** Opening INFORMATION SHOWN block **

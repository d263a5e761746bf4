//! Persistent cache for URL imports.
//!
//! Each fetched URL is stored as two co-located files named by the SHA-256
//! of the URL:
//!
//! ```text
//! ~/.mdimport/cache/urls/
//! ├── 3f5a...e1.content      # fetched body
//! └── 3f5a...e1.meta.json    # CacheMetadata
//! ```
//!
//! The content file is written before the metadata file, so the presence of
//! metadata implies a complete body. Both writes go through a temp file and
//! a rename. Concurrent writers to the same key are last-writer-wins, which
//! is fine since every entry can be fetched again.
//!
//! A lookup past the entry's TTL is a miss, but the stale body and
//! validators (`ETag`, `Last-Modified`) are still returned so the caller can
//! revalidate with a conditional request and [`ContentCache::touch`] the
//! entry on `304 Not Modified`.
//!
//! Unreadable or corrupt metadata is treated as a miss. Nothing is evicted
//! in the background; use [`ContentCache::sweep_expired`] or
//! [`ContentCache::clear`].

use crate::tokens::estimate_tokens;
use crate::utils::fs::atomic_write;
use anyhow::{Context, Result};
use chrono::{DateTime, Utc};
use serde::{Deserialize, Serialize};
use sha2::{Digest, Sha256};
use std::path::{Path, PathBuf};
use std::time::Duration;

const CONTENT_EXT: &str = "content";
const METADATA_SUFFIX: &str = ".meta.json";

/// Metadata stored next to each cached body.
#[derive(Debug, Clone, PartialEq, Eq, Serialize, Deserialize)]
pub struct CacheMetadata {
    /// The cached URL
    pub url: String,
    /// When the body was last fetched or revalidated
    pub fetched_at: DateTime<Utc>,
    /// Time to live in seconds
    pub ttl_secs: u64,
    /// `ETag` validator from the last response
    #[serde(default, skip_serializing_if = "Option::is_none")]
    pub etag: Option<String>,
    /// `Last-Modified` validator from the last response
    #[serde(default, skip_serializing_if = "Option::is_none")]
    pub last_modified: Option<String>,
    /// Declared content type of the body
    #[serde(default, skip_serializing_if = "Option::is_none")]
    pub content_type: Option<String>,
    /// Estimated token count of the body
    #[serde(default, skip_serializing_if = "Option::is_none")]
    pub token_count: Option<usize>,
}

impl CacheMetadata {
    /// Whether the entry is older than its TTL at `now`.
    #[must_use]
    pub fn is_expired_at(&self, now: DateTime<Utc>) -> bool {
        chrono::Duration::from_std(Duration::from_secs(self.ttl_secs))
            .is_ok_and(|ttl| now.signed_duration_since(self.fetched_at) > ttl)
    }
}

/// Response details recorded alongside a body.
#[derive(Debug, Clone, Default, PartialEq, Eq)]
pub struct EntryInfo {
    /// `ETag` header
    pub etag: Option<String>,
    /// `Last-Modified` header
    pub last_modified: Option<String>,
    /// `Content-Type` header
    pub content_type: Option<String>,
}

/// Result of a cache lookup.
#[derive(Debug, Clone, Default, PartialEq, Eq)]
pub struct CacheLookup {
    /// Fresh entry found; `content` can be used as is
    pub hit: bool,
    /// An entry exists but is past its TTL
    pub expired: bool,
    /// Stored body, fresh or stale
    pub content: Option<String>,
    /// Stored metadata, fresh or stale
    pub metadata: Option<CacheMetadata>,
}

impl CacheLookup {
    /// A lookup that found nothing usable.
    #[must_use]
    pub fn miss() -> Self {
        Self::default()
    }
}

/// File-backed URL content cache.
#[derive(Debug, Clone)]
pub struct ContentCache {
    dir: PathBuf,
    default_ttl: Duration,
}

impl ContentCache {
    /// Cache rooted at `dir`, with `default_ttl` for new entries.
    #[must_use]
    pub const fn new(dir: PathBuf, default_ttl: Duration) -> Self {
        Self {
            dir,
            default_ttl,
        }
    }

    /// Cache in the per-user cache directory (`<cache_dir>/urls`).
    ///
    /// # Errors
    ///
    /// Returns an error if the cache directory cannot be determined.
    pub fn open_default(default_ttl: Duration) -> Result<Self> {
        let dir = crate::config::get_cache_dir()?.join("urls");
        Ok(Self::new(dir, default_ttl))
    }

    /// Directory holding the cache artifacts.
    #[must_use]
    pub fn cache_dir(&self) -> &Path {
        &self.dir
    }

    /// TTL given to entries stored without an explicit one.
    #[must_use]
    pub const fn default_ttl(&self) -> Duration {
        self.default_ttl
    }

    /// Hex SHA-256 of `url`, used to name its artifacts.
    #[must_use]
    pub fn key(url: &str) -> String {
        hex::encode(Sha256::digest(url.as_bytes()))
    }

    fn content_path(&self, key: &str) -> PathBuf {
        self.dir.join(format!("{key}.{CONTENT_EXT}"))
    }

    fn metadata_path(&self, key: &str) -> PathBuf {
        self.dir.join(format!("{key}{METADATA_SUFFIX}"))
    }

    /// Look up `url` now.
    pub async fn get(&self, url: &str) -> CacheLookup {
        self.get_at(url, Utc::now()).await
    }

    /// Look up `url`, or report a miss without reading when `bypass` is set.
    pub async fn lookup(&self, url: &str, bypass: bool) -> CacheLookup {
        if bypass {
            tracing::debug!(target: "cache", "Bypassing cache for {url}");
            return CacheLookup::miss();
        }
        self.get(url).await
    }

    /// Look up `url` as of `now`.
    pub async fn get_at(&self, url: &str, now: DateTime<Utc>) -> CacheLookup {
        let key = Self::key(url);
        let Some(metadata) = self.read_metadata(&key).await else {
            return CacheLookup::miss();
        };

        let content_path = self.content_path(&key);
        let content = match tokio::fs::read_to_string(&content_path).await {
            Ok(content) => content,
            Err(e) => {
                tracing::warn!(
                    target: "cache",
                    "Cached body missing for {url} at {}: {e}",
                    content_path.display()
                );
                return CacheLookup::miss();
            }
        };

        let expired = metadata.is_expired_at(now);
        tracing::trace!(target: "cache", "Cache {} for {url}", if expired { "stale" } else { "hit" });
        CacheLookup {
            hit: !expired,
            expired,
            content: Some(content),
            metadata: Some(metadata),
        }
    }

    async fn read_metadata(&self, key: &str) -> Option<CacheMetadata> {
        let path = self.metadata_path(key);
        let data = match tokio::fs::read(&path).await {
            Ok(data) => data,
            Err(e) if e.kind() == std::io::ErrorKind::NotFound => return None,
            Err(e) => {
                tracing::warn!(target: "cache", "Failed to read {}: {e}", path.display());
                return None;
            }
        };
        match serde_json::from_slice(&data) {
            Ok(metadata) => Some(metadata),
            Err(e) => {
                tracing::warn!(target: "cache", "Ignoring corrupt cache metadata {}: {e}", path.display());
                None
            }
        }
    }

    async fn write_metadata(&self, key: &str, metadata: &CacheMetadata) -> Result<()> {
        let json = serde_json::to_vec_pretty(metadata).context("Failed to serialize cache metadata")?;
        atomic_write(&self.metadata_path(key), &json).await
    }

    /// Store `content` for `url`, replacing any previous entry.
    ///
    /// # Errors
    ///
    /// Returns an error if either artifact cannot be written.
    pub async fn set(
        &self,
        url: &str,
        content: &str,
        info: EntryInfo,
        ttl: Option<Duration>,
    ) -> Result<CacheMetadata> {
        self.set_at(url, content, info, ttl, Utc::now()).await
    }

    async fn set_at(
        &self,
        url: &str,
        content: &str,
        info: EntryInfo,
        ttl: Option<Duration>,
        now: DateTime<Utc>,
    ) -> Result<CacheMetadata> {
        let key = Self::key(url);
        let metadata = CacheMetadata {
            url: url.to_string(),
            fetched_at: now,
            ttl_secs: ttl.unwrap_or(self.default_ttl).as_secs(),
            etag: info.etag,
            last_modified: info.last_modified,
            content_type: info.content_type,
            token_count: Some(estimate_tokens(content)),
        };

        atomic_write(&self.content_path(&key), content.as_bytes()).await?;
        self.write_metadata(&key, &metadata).await?;
        tracing::debug!(target: "cache", "Cached {url} ({} bytes)", content.len());
        Ok(metadata)
    }

    /// Refresh `fetched_at` (and any new validators) after `304 Not Modified`.
    ///
    /// Returns `false` when there is no entry to refresh.
    ///
    /// # Errors
    ///
    /// Returns an error if the metadata cannot be rewritten.
    pub async fn touch(
        &self,
        url: &str,
        etag: Option<String>,
        last_modified: Option<String>,
    ) -> Result<bool> {
        let key = Self::key(url);
        let Some(mut metadata) = self.read_metadata(&key).await else {
            return Ok(false);
        };

        metadata.fetched_at = Utc::now();
        if etag.is_some() {
            metadata.etag = etag;
        }
        if last_modified.is_some() {
            metadata.last_modified = last_modified;
        }
        self.write_metadata(&key, &metadata).await?;
        tracing::debug!(target: "cache", "Revalidated {url}");
        Ok(true)
    }

    /// Remove the entry for `url`. Returns whether one existed.
    ///
    /// # Errors
    ///
    /// Returns an error if an artifact exists but cannot be removed.
    pub async fn invalidate(&self, url: &str) -> Result<bool> {
        self.remove_key(&Self::key(url)).await
    }

    async fn remove_key(&self, key: &str) -> Result<bool> {
        let mut removed = false;
        // Metadata first so a half-removed entry reads as a miss.
        for path in [self.metadata_path(key), self.content_path(key)] {
            match tokio::fs::remove_file(&path).await {
                Ok(()) => removed = true,
                Err(e) if e.kind() == std::io::ErrorKind::NotFound => {}
                Err(e) => {
                    return Err(e).with_context(|| format!("Failed to remove {}", path.display()));
                }
            }
        }
        Ok(removed)
    }

    /// Remove every entry past its TTL, plus unreadable ones.
    ///
    /// # Errors
    ///
    /// Returns an error if the cache directory cannot be listed or an entry
    /// cannot be removed.
    pub async fn sweep_expired(&self) -> Result<usize> {
        self.sweep_expired_at(Utc::now()).await
    }

    async fn sweep_expired_at(&self, now: DateTime<Utc>) -> Result<usize> {
        let mut removed = 0;
        for key in self.keys().await? {
            let expired = self.read_metadata(&key).await.is_none_or(|m| m.is_expired_at(now));
            if expired && self.remove_key(&key).await? {
                removed += 1;
            }
        }
        if removed > 0 {
            tracing::debug!(target: "cache", "Swept {removed} expired cache entries");
        }
        Ok(removed)
    }

    /// Remove every entry. Returns the number of entries removed.
    ///
    /// # Errors
    ///
    /// Returns an error if the cache directory cannot be listed or an entry
    /// cannot be removed.
    pub async fn clear(&self) -> Result<usize> {
        let mut removed = 0;
        for key in self.keys().await? {
            if self.remove_key(&key).await? {
                removed += 1;
            }
        }
        Ok(removed)
    }

    /// Keys of every entry with at least one artifact on disk.
    async fn keys(&self) -> Result<Vec<String>> {
        let mut entries = match tokio::fs::read_dir(&self.dir).await {
            Ok(entries) => entries,
            Err(e) if e.kind() == std::io::ErrorKind::NotFound => return Ok(Vec::new()),
            Err(e) => {
                return Err(e).with_context(|| {
                    format!("Failed to read cache directory: {}", self.dir.display())
                });
            }
        };

        let mut keys = Vec::new();
        while let Some(entry) =
            entries.next_entry().await.context("Failed to read cache directory entry")?
        {
            let name = entry.file_name().to_string_lossy().into_owned();
            let key = name
                .strip_suffix(METADATA_SUFFIX)
                .or_else(|| name.strip_suffix(&format!(".{CONTENT_EXT}")));
            if let Some(key) = key.filter(|key| !keys.iter().any(|k: &String| k == *key)) {
                keys.push(key.to_string());
            }
        }
        Ok(keys)
    }
}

** Closing INFORMATION SHOWN block **

:: YOUR ASSIGNMENT ::
Check each line of the data for "validators". Copy the lines where it turns up.

:: TASK OUTPUT ::
//! validators (`ETag`, `Last-Modified`) are still returned so the caller can
    /// Refresh `fetched_at` (and any new validators) after `304 Not Modified`.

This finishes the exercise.